Notice, they did not question Jesus. They did not ask who He was. They just wanted Him gone. Again, this is what is normal among non-believers. They may say they think of Jesus as a great teacher, or a wise man, or a revolutionary, but in the end, they don’t want the Jesus who is. This is because their nature, and ours before conversion, is one that is at war with the things of God. In our lost condition, we did not want Jesus, His Law, His Salvation, His sufferings, His authority in our lives…, we wanted nothing to do with Him. We might have nodded our heads as some street evangelist shared with us the good news, but we couldn’t wait for a pregnant pause in order to flee the fanatic.
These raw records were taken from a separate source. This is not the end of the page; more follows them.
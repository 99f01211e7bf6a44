//! Reduction of chunk-local tables into the global frequency table.

use crate::count::FrequencyTable;

/// Sums chunk tables key by key into one table.
///
/// A key missing from a chunk contributes nothing. Addition is commutative
/// and associative, so the result does not depend on the order of `tables`.
///
/// The largest table becomes the accumulator and the others are folded into
/// it, which keeps rehashing to a minimum. Callers pass owned tables after
/// every worker has returned; nothing here is shared across threads.
pub fn merge_tables<I>(tables: I) -> FrequencyTable
where
    I: IntoIterator<Item = FrequencyTable>,
{
    let mut tables: Vec<FrequencyTable> = tables.into_iter().collect();

    let Some(largest) = tables
        .iter()
        .enumerate()
        .max_by_key(|(_, table)| table.len())
        .map(|(i, _)| i)
    else {
        return FrequencyTable::default();
    };

    let mut merged = tables.swap_remove(largest);
    for table in tables {
        for (triplet, count) in table {
            *merged.entry(triplet).or_insert(0) += count;
        }
    }

    merged
}

#[cfg(test)]
mod tests {
    use super::*;
    use crate::analyzer::triplet::collect_triplets;
    use crate::count::aggregate::aggregate_chunk;
    use crate::count::partition::partition;
    use triplets_types::Triplet;

    fn t(s: &str) -> Triplet {
        s.parse().expect("valid triplet")
    }

    fn table(entries: &[(&str, usize)]) -> FrequencyTable {
        entries.iter().map(|&(s, c)| (t(s), c)).collect()
    }

    #[test]
    fn no_tables() {
        assert!(merge_tables(Vec::new()).is_empty());
    }

    #[test]
    fn all_empty_tables() {
        let merged = merge_tables(vec![FrequencyTable::default(); 4]);
        assert!(merged.is_empty());
    }

    #[test]
    fn sums_shared_keys() {
        let merged = merge_tables(vec![
            table(&[("abc", 2), ("bca", 1)]),
            table(&[("abc", 1), ("cab", 4)]),
            table(&[("bca", 3)]),
        ]);

        assert_eq!(merged, table(&[("abc", 3), ("bca", 4), ("cab", 4)]));
    }

    #[test]
    fn order_independent() {
        let a = table(&[("abc", 2), ("xyz", 1)]);
        let b = table(&[("abc", 5)]);
        let c = table(&[("qqq", 7), ("xyz", 2)]);

        let forward = merge_tables(vec![a.clone(), b.clone(), c.clone()]);
        let backward = merge_tables(vec![c, b, a]);
        assert_eq!(forward, backward);
    }

    #[test]
    fn merged_partitions_equal_single_pass() {
        let triplets = collect_triplets("abracadabraabracadabra");
        let whole = aggregate_chunk(&triplets);

        for k in 1..=8 {
            let merged = merge_tables(partition(&triplets, k).iter().map(|c| aggregate_chunk(c)));
            assert_eq!(merged, whole, "k = {k}");
        }
    }
}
But the rejection of Christ is more than this. The non-believer not only does not want Jesus, he hates Jesus and all His followers. We are a repugnant odor to the non-believer because the Spirit dwelling in us convicts them of their sinfulness. Paul says this is because we are the fragrance of Christ among those who are being saved and among those who are perishing. To the one we are the aroma of death leading to death, and to the other the aroma of life leading to life (2 Corinthians 2:15-16).  This is why the lost love it so when they see a believer trapped in his own sin. They hate us, just as they hated Christ (John 15:), and want our destruction just as much as the demons want our destruction. They can do no other since they are under the power of Satan (Ephesians 2:1-5).
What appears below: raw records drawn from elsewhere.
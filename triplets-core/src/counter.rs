//! The parallel counting pipeline.
//!
//! normalize -> extract -> partition -> aggregate (per worker) -> merge -> rank
//!
//! Threading:
//! - Each [`TripletCounter`] owns a fixed-size rayon pool with one thread per
//!   partition. Workers only read their own chunk and return an owned table;
//!   the merge runs on the calling thread after every worker has returned.
//! - A panicking worker propagates out of [`TripletCounter::tally`], so a run
//!   never completes with a partition missing.
//! - The counter holds no per-run state and is `Send + Sync`; independent
//!   runs may share one counter.

use log::{debug, trace};
use rayon::prelude::*;
use rayon::{ThreadPool, ThreadPoolBuilder};
use triplets_types::{CountConfig, Triplet, TripletCount};

use crate::analyzer::normalizer::LetterNormalizer;
use crate::analyzer::triplet::{SlidingWindowExtractor, TripletExtractor};
use crate::count::{aggregate_chunk, merge_tables, partition, rank_top, FrequencyTable};
use crate::error::Result;
use crate::stats::CountStats;

/// Output of a counting run before ranking.
#[derive(Debug, Clone, Default)]
pub struct Tally {
    /// Global frequency table.
    pub table: FrequencyTable,
    /// What the run processed.
    pub stats: CountStats,
}

impl Tally {
    /// Returns the `n` most frequent triplets.
    pub fn top(&self, n: usize) -> Vec<TripletCount> {
        rank_top(&self.table, n)
    }
}

/// Counts letter triplets using a fixed pool of workers.
///
/// Triplets are cut by `E`, the standard overlapping window unless another
/// [`TripletExtractor`] is supplied through [`TripletCounter::with_extractor`].
///
/// # Example
///
/// ```
/// use triplets_core::TripletCounter;
/// use triplets_types::CountConfig;
///
/// let counter = TripletCounter::new(CountConfig::default().with_partitions(4)).unwrap();
/// let top = counter.rank("abcabcabc");
///
/// assert_eq!(top[0].triplet.to_string(), "abc");
/// assert_eq!(top[0].count, 3);
/// ```
#[derive(Debug)]
pub struct TripletCounter<E = SlidingWindowExtractor> {
    config: CountConfig,
    normalizer: LetterNormalizer,
    extractor: E,
    pool: ThreadPool,
}

impl TripletCounter {
    /// Validates `config` and starts the worker pool.
    ///
    /// # Errors
    ///
    /// Returns `CountError::Config` if the partition count is 0 or too large.
    /// Returns `CountError::WorkerPool` if the worker threads cannot be spawned.
    pub fn new(config: CountConfig) -> Result<Self> {
        Self::with_extractor(config, SlidingWindowExtractor)
    }
}

impl<E: TripletExtractor + Sync> TripletCounter<E> {
    /// Like [`TripletCounter::new`], with a custom triplet extractor.
    ///
    /// # Errors
    ///
    /// Same as [`TripletCounter::new`].
    pub fn with_extractor(config: CountConfig, extractor: E) -> Result<Self> {
        config.validate()?;

        let pool = ThreadPoolBuilder::new()
            .num_threads(config.partitions)
            .thread_name(|i| format!("triplets-worker-{i}"))
            .build()?;

        debug!(
            "started triplet counter: {} workers, top {}",
            config.partitions, config.top_n
        );

        Ok(Self {
            config,
            normalizer: LetterNormalizer::new(),
            extractor,
            pool,
        })
    }

    /// Returns the configuration this counter was built with.
    #[inline]
    pub fn config(&self) -> &CountConfig {
        &self.config
    }

    /// Builds the global frequency table for `text`.
    pub fn tally(&self, text: &str) -> Tally {
        let normalized = self.normalizer.normalize(text);
        let triplets = self.extractor.collect(&normalized);
        let chunks = partition(&triplets, self.config.partitions);

        debug!(
            "split {} triplets into {} partitions",
            triplets.len(),
            chunks.len()
        );

        let locals = self.count_partitions(&chunks, aggregate_chunk);
        let table = merge_tables(locals);
        let stats = CountStats {
            letters: normalized.chars().count(),
            triplets: triplets.len(),
            distinct: table.len(),
            partitions: chunks.len(),
        };

        debug!("tally complete: {stats}");

        Tally { table, stats }
    }

    /// Returns the configured top-N triplets of `text`.
    pub fn rank(&self, text: &str) -> Vec<TripletCount> {
        self.tally(text).top(self.config.top_n)
    }

    /// Runs `count` on every chunk in the pool, one table per chunk, in order.
    ///
    /// Returns only after every chunk is counted. A panic in any chunk is
    /// resumed on the caller and no table is returned.
    fn count_partitions<F>(&self, chunks: &[&[Triplet]], count: F) -> Vec<FrequencyTable>
    where
        F: Fn(&[Triplet]) -> FrequencyTable + Sync,
    {
        self.pool.install(|| {
            chunks
                .par_iter()
                .enumerate()
                .map(|(i, &chunk)| {
                    let local = count(chunk);
                    trace!(
                        "partition {i}: {} triplets, {} distinct",
                        chunk.len(),
                        local.len()
                    );
                    local
                })
                .collect()
        })
    }
}

/// Ranks the `top_n` most frequent letter triplets of `text`, counting with
/// `partitions` parallel workers.
///
/// Short or letterless input yields an empty vector.
///
/// Each call starts and tears down a pool of `partitions` OS threads. Callers
/// counting many texts should build one [`TripletCounter`] and reuse it.
///
/// # Errors
///
/// Returns `CountError::Config` if `partitions` is 0 or exceeds the maximum.
/// Returns `CountError::WorkerPool` if the worker threads cannot be spawned.
pub fn rank_top_triplets(text: &str, top_n: usize, partitions: usize) -> Result<Vec<TripletCount>> {
    let config = CountConfig { top_n, partitions };
    Ok(TripletCounter::new(config)?.rank(text))
}
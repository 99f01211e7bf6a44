//! Frequency counting over a triplet sequence.
//!
//! The stages, in data-flow order:
//! - [`partition`]: splits the ordered triplets into K contiguous chunks
//! - [`aggregate`]: counts each chunk independently (the parallel stage)
//! - [`merge`]: sums the chunk tables once every chunk is done
//! - [`rank`]: picks the N most frequent triplets
//!
//! Every stage is a plain function over owned or borrowed data. Scheduling
//! lives in [`crate::counter`].

pub mod aggregate;
pub mod merge;
pub mod partition;
pub mod rank;

use rustc_hash::FxHashMap;
use triplets_types::Triplet;

/// Mapping from triplet to its number of occurrences.
pub type FrequencyTable = FxHashMap<Triplet, usize>;

pub use aggregate::aggregate_chunk;
pub use merge::merge_tables;
pub use partition::{partition, partition_bounds};
pub use rank::rank_top;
Let this be a reminder to those of us who love Christ and His words. We do so only by God’s grace in our lives. We did not come to know Him because we are smarter, wiser, more spiritually savvy than the lost. We came to know by His grace and grace alone. God, in His infinite wisdom, chose not to show the townsfolk the grace that He showed us. We must trust God with His decisions and rejoice that we are truly part of His people. But let us not fall into the trap of many, thinking that Jesus came to save all, and was spoiled in His plans because the lost are just too stubborn to be saved. That is a foolish thought altogether. Jesus did not save those in that town because the Father did not elect them for salvation. He did not choose them, and they were not drawn to Christ. The same is true in our day. Many are called, but few are chosen (Matthew 20:16).

Q. 72. What is justifying faith?

A. Justifying faith is a saving grace, wrought in the heart of a sinner by the Spirit and Word of God, whereby he, being convinced of his sin and misery, and of the disability in himself and all other creatures to recover him out of his lost condition,  not only assenteth to the truth of the promise of the gospel, but receiveth and resteth upon Christ and his righteousness, therein held forth, for pardon of sin, and for the accepting and accounting of his person righteous in the sight of God for salvation.
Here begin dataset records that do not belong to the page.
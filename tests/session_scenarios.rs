//! End-to-end session behavior against scripted sources and detectors.

use qr_scan::capture::{CaptureError, Facing, Frame, MockFrameSource, ScanConfig};
use qr_scan::detect::{
    CodeDetector, DetectionResult, DetectorError, Point, Preloaded, Quad, ScriptedDetector,
};
use qr_scan::metrics::ScanMetrics;
use qr_scan::scan::{FailureReason, LoopState, ScanCallbacks, ScanOutcome, ScanSession};
use std::sync::atomic::{AtomicUsize, Ordering};
use std::sync::{Arc, Mutex};

const DEMO_URL: &str = "https://example.com/menu/demo1";

/// Records every callback invocation.
#[derive(Default)]
struct CallbackLog {
    successes: Mutex<Vec<String>>,
    failures: Mutex<Vec<FailureReason>>,
}

impl CallbackLog {
    fn callbacks(self: &Arc<Self>) -> ScanCallbacks {
        let on_success = Arc::clone(self);
        let on_failure = Arc::clone(self);
        ScanCallbacks::new(
            move |payload| on_success.successes.lock().unwrap().push(payload),
            move |reason| on_failure.failures.lock().unwrap().push(reason),
        )
    }

    fn successes(&self) -> Vec<String> {
        self.successes.lock().unwrap().clone()
    }

    fn failures(&self) -> Vec<FailureReason> {
        self.failures.lock().unwrap().clone()
    }

    fn total(&self) -> usize {
        self.successes().len() + self.failures().len()
    }
}

fn unpaced<S: qr_scan::FrameSource + 'static>(
    source: S,
    detector: impl CodeDetector + 'static,
) -> ScanSession<S> {
    ScanSession::new(source, Preloaded::new(detector)).with_scan_config(ScanConfig::unpaced())
}

#[tokio::test]
async fn permission_denied_fails_immediately_without_release() {
    let source = MockFrameSource::new().deny_permission();
    let stats = source.stats();
    let log = Arc::new(CallbackLog::default());

    let handle = unpaced(source, ScriptedDetector::never())
        .start(Facing::Back, log.callbacks())
        .await;

    // Reported before start() returned.
    assert_eq!(log.failures().len(), 1);
    assert!(matches!(log.failures()[0], FailureReason::PermissionDenied(_)));
    assert!(handle.is_finished());

    let outcome = handle.wait().await;
    assert!(matches!(
        outcome,
        ScanOutcome::Failure {
            reason: FailureReason::PermissionDenied(_)
        }
    ));
    assert!(log.successes().is_empty());
    assert_eq!(stats.acquire_calls(), 1);
    assert_eq!(stats.release_calls(), 0);
    assert_eq!(stats.frame_requests(), 0);
}

#[tokio::test]
async fn missing_device_fails_immediately() {
    let source = MockFrameSource::new().without_device();
    let stats = source.stats();
    let log = Arc::new(CallbackLog::default());

    let outcome = unpaced(source, ScriptedDetector::never())
        .start(Facing::Front, log.callbacks())
        .await
        .wait()
        .await;

    assert!(matches!(
        outcome,
        ScanOutcome::Failure {
            reason: FailureReason::DeviceUnavailable(_)
        }
    ));
    assert_eq!(log.total(), 1);
    assert_eq!(stats.release_calls(), 0);
}

#[tokio::test]
async fn three_misses_then_found_reports_once_after_four_detections() {
    let source = MockFrameSource::new();
    let stats = source.stats();
    let detector = ScriptedDetector::found_after(3, DEMO_URL);
    let calls = detector.call_counter();
    let log = Arc::new(CallbackLog::default());

    let handle = unpaced(source, detector)
        .start(Facing::Back, log.callbacks())
        .await;
    let state = handle.state_updates();
    let outcome = handle.wait().await;

    assert_eq!(
        outcome,
        ScanOutcome::Success {
            payload: DEMO_URL.to_string()
        }
    );
    assert_eq!(log.successes(), vec![DEMO_URL.to_string()]);
    assert!(log.failures().is_empty());
    assert_eq!(calls.load(Ordering::SeqCst), 4);
    assert_eq!(stats.frame_requests(), 4);
    assert_eq!(stats.release_calls(), 1);
    assert_eq!(stats.streams_stopped(), 1);
    assert_eq!(*state.borrow(), LoopState::Done);
}

#[tokio::test]
async fn stop_while_awaiting_frame_is_silent_and_releases_once() {
    let source = MockFrameSource::new().stall_after(0);
    let stats = source.stats();
    let log = Arc::new(CallbackLog::default());

    let handle = unpaced(source, ScriptedDetector::never())
        .start(Facing::Back, log.callbacks())
        .await;
    let mut state = handle.state_updates();
    state
        .wait_for(|s| *s == LoopState::AwaitingFrame)
        .await
        .unwrap();

    assert!(handle.stop());
    assert!(!handle.stop());

    let outcome = handle.wait().await;
    assert_eq!(outcome, ScanOutcome::Cancelled);
    assert_eq!(*state.borrow(), LoopState::Stopped);
    assert_eq!(log.total(), 0);
    assert_eq!(stats.release_calls(), 1);
}

#[tokio::test]
async fn not_found_loops_back_without_side_effects() {
    let source = MockFrameSource::new().stall_after(1);
    let stats = source.stats();
    let log = Arc::new(CallbackLog::default());

    let handle = unpaced(source, ScriptedDetector::never())
        .start(Facing::Back, log.callbacks())
        .await;
    let mut progress = handle.progress();
    progress
        .wait_for(|p| p.attempts == 1 && p.state == LoopState::AwaitingFrame)
        .await
        .unwrap();

    assert_eq!(log.total(), 0);
    assert_eq!(stats.release_calls(), 0);

    assert_eq!(handle.cancel().await, ScanOutcome::Cancelled);
    assert_eq!(stats.release_calls(), 1);
}

#[tokio::test]
async fn no_frames_or_detections_after_done() {
    let source = MockFrameSource::new();
    let stats = source.stats();
    let detector = ScriptedDetector::found_after(0, "first");
    let calls = detector.call_counter();

    let handle = unpaced(source, detector)
        .start(Facing::Back, ScanCallbacks::silent())
        .await;
    let outcome = handle.wait().await;
    assert_eq!(outcome.payload(), Some("first"));

    // Give any stray work a chance to run.
    for _ in 0..10 {
        tokio::task::yield_now().await;
    }
    assert_eq!(calls.load(Ordering::SeqCst), 1);
    assert_eq!(stats.frame_requests(), 1);
}

#[tokio::test]
async fn stop_after_success_has_no_effect() {
    let detector = ScriptedDetector::found_after(0, DEMO_URL);
    let handle = unpaced(MockFrameSource::new(), detector)
        .start(Facing::Back, ScanCallbacks::silent())
        .await;
    let mut state = handle.state_updates();
    state.wait_for(|s| *s == LoopState::Done).await.unwrap();
    while !handle.is_finished() {
        tokio::task::yield_now().await;
    }

    assert!(!handle.stop());
    assert_eq!(handle.wait().await.payload(), Some(DEMO_URL));
}

#[tokio::test]
async fn stream_failure_reports_failure_and_releases() {
    let source =
        MockFrameSource::new().fail_after(2, CaptureError::StreamFailed("camera unplugged".into()));
    let stats = source.stats();
    let log = Arc::new(CallbackLog::default());

    let outcome = unpaced(source, ScriptedDetector::never())
        .start(Facing::Back, log.callbacks())
        .await
        .wait()
        .await;

    assert_eq!(
        outcome,
        ScanOutcome::Failure {
            reason: FailureReason::StreamInterrupted("camera unplugged".into())
        }
    );
    assert_eq!(log.failures().len(), 1);
    assert!(log.successes().is_empty());
    assert_eq!(stats.release_calls(), 1);
}

#[tokio::test]
async fn handle_closed_mid_stream_is_cancellation() {
    let source = MockFrameSource::new().fail_after(1, CaptureError::HandleClosed);
    let stats = source.stats();
    let log = Arc::new(CallbackLog::default());

    let outcome = unpaced(source, ScriptedDetector::never())
        .start(Facing::Back, log.callbacks())
        .await
        .wait()
        .await;

    assert_eq!(outcome, ScanOutcome::Cancelled);
    assert_eq!(log.total(), 0);
    assert_eq!(stats.release_calls(), 1);
}

#[tokio::test]
async fn detector_unavailable_is_distinct_failure() {
    let source = MockFrameSource::new();
    let stats = source.stats();
    let log = Arc::new(CallbackLog::default());
    let provider = || -> Result<Arc<dyn CodeDetector>, DetectorError> {
        Err(DetectorError::Unavailable("decoder module failed to load".into()))
    };

    let outcome = ScanSession::new(source, provider)
        .start(Facing::Back, log.callbacks())
        .await
        .wait()
        .await;

    assert!(matches!(
        outcome,
        ScanOutcome::Failure {
            reason: FailureReason::DetectorUnavailable(_)
        }
    ));
    assert_eq!(log.failures().len(), 1);
    assert_eq!(stats.release_calls(), 1);
}

#[tokio::test]
async fn late_found_after_stop_is_discarded() {
    let entered = Arc::new(tokio::sync::Notify::new());
    let gate = Arc::new(std::sync::Barrier::new(2));
    let detector = {
        let entered = Arc::clone(&entered);
        let gate = Arc::clone(&gate);
        move |_: &Frame| -> DetectionResult {
            entered.notify_one();
            gate.wait();
            DetectionResult::Found {
                payload: "too late".into(),
                quad: Quad([Point::new(0.0, 0.0); 4]),
            }
        }
    };
    let source = MockFrameSource::new();
    let stats = source.stats();
    let log = Arc::new(CallbackLog::default());

    let handle = unpaced(source, detector)
        .start(Facing::Back, log.callbacks())
        .await;
    entered.notified().await;
    assert!(handle.stop());
    gate.wait();

    assert_eq!(handle.wait().await, ScanOutcome::Cancelled);
    assert_eq!(log.total(), 0);
    assert_eq!(stats.release_calls(), 1);
}

#[tokio::test]
async fn parallel_sessions_are_independent() {
    let first = MockFrameSource::new();
    let second = MockFrameSource::new().stall_after(0);
    let (first_stats, second_stats) = (first.stats(), second.stats());

    let a = unpaced(first, ScriptedDetector::found_after(2, "menu-a"))
        .start(Facing::Back, ScanCallbacks::silent())
        .await;
    let b = unpaced(second, ScriptedDetector::found_after(0, "menu-b"))
        .start(Facing::Front, ScanCallbacks::silent())
        .await;
    assert_ne!(a.id(), b.id());

    assert_eq!(a.wait().await.payload(), Some("menu-a"));
    assert!(!b.is_finished());
    assert_eq!(b.cancel().await, ScanOutcome::Cancelled);

    assert_eq!(first_stats.release_calls(), 1);
    assert_eq!(second_stats.release_calls(), 1);
}

#[tokio::test]
async fn metrics_track_outcomes() {
    let metrics = Arc::new(ScanMetrics::new().unwrap());
    let detector = ScriptedDetector::found_after(1, DEMO_URL);

    let outcome = unpaced(MockFrameSource::new(), detector)
        .with_metrics(Arc::clone(&metrics))
        .start(Facing::Back, ScanCallbacks::silent())
        .await
        .wait()
        .await;
    assert!(matches!(outcome, ScanOutcome::Success { .. }));

    let denied = unpaced(MockFrameSource::new().deny_permission(), ScriptedDetector::never())
        .with_metrics(Arc::clone(&metrics))
        .start(Facing::Back, ScanCallbacks::silent())
        .await
        .wait()
        .await;
    assert!(matches!(denied, ScanOutcome::Failure { .. }));

    let snapshot = metrics.snapshot();
    assert_eq!(snapshot.sessions_started, 2);
    assert_eq!(snapshot.sessions_active, 0);
    assert_eq!(snapshot.successes, 1);
    assert_eq!(snapshot.failures, 1);
    assert_eq!(snapshot.detect_attempts, 2);
    assert_eq!(snapshot.frames, 2);
}

#[tokio::test]
async fn callbacks_fire_before_wait_resolves() {
    let fired = Arc::new(AtomicUsize::new(0));
    let counter = Arc::clone(&fired);
    let callbacks = ScanCallbacks::new(
        move |_| {
            counter.fetch_add(1, Ordering::SeqCst);
        },
        |_| {},
    );

    let outcome = unpaced(MockFrameSource::new(), ScriptedDetector::found_after(0, "x"))
        .start(Facing::Back, callbacks)
        .await
        .wait()
        .await;

    assert_eq!(outcome.payload(), Some("x"));
    assert_eq!(fired.load(Ordering::SeqCst), 1);
}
7 thoughts on “Demons, Pigs, and People

  1. Hi Timothy,

    What a beautiful truth in in Q 72. Thanks for including the text at the end of this well-written post.

    The story of the pigs in the Gospels has never been clear to me. Your explanation makes more sense than many I’ve heard.

    I am one of those who hope in some way that God will have mercy on those animals who have been such loving companions to many of us in this life. Everything you’ve written about this matches what we read in Scripture, as I understand it. Human beings are different than animals in kind. There is no promise of resurrection for animals. Yet,God created all things “very good” before the fall. This includes animals, who are capable of deep love.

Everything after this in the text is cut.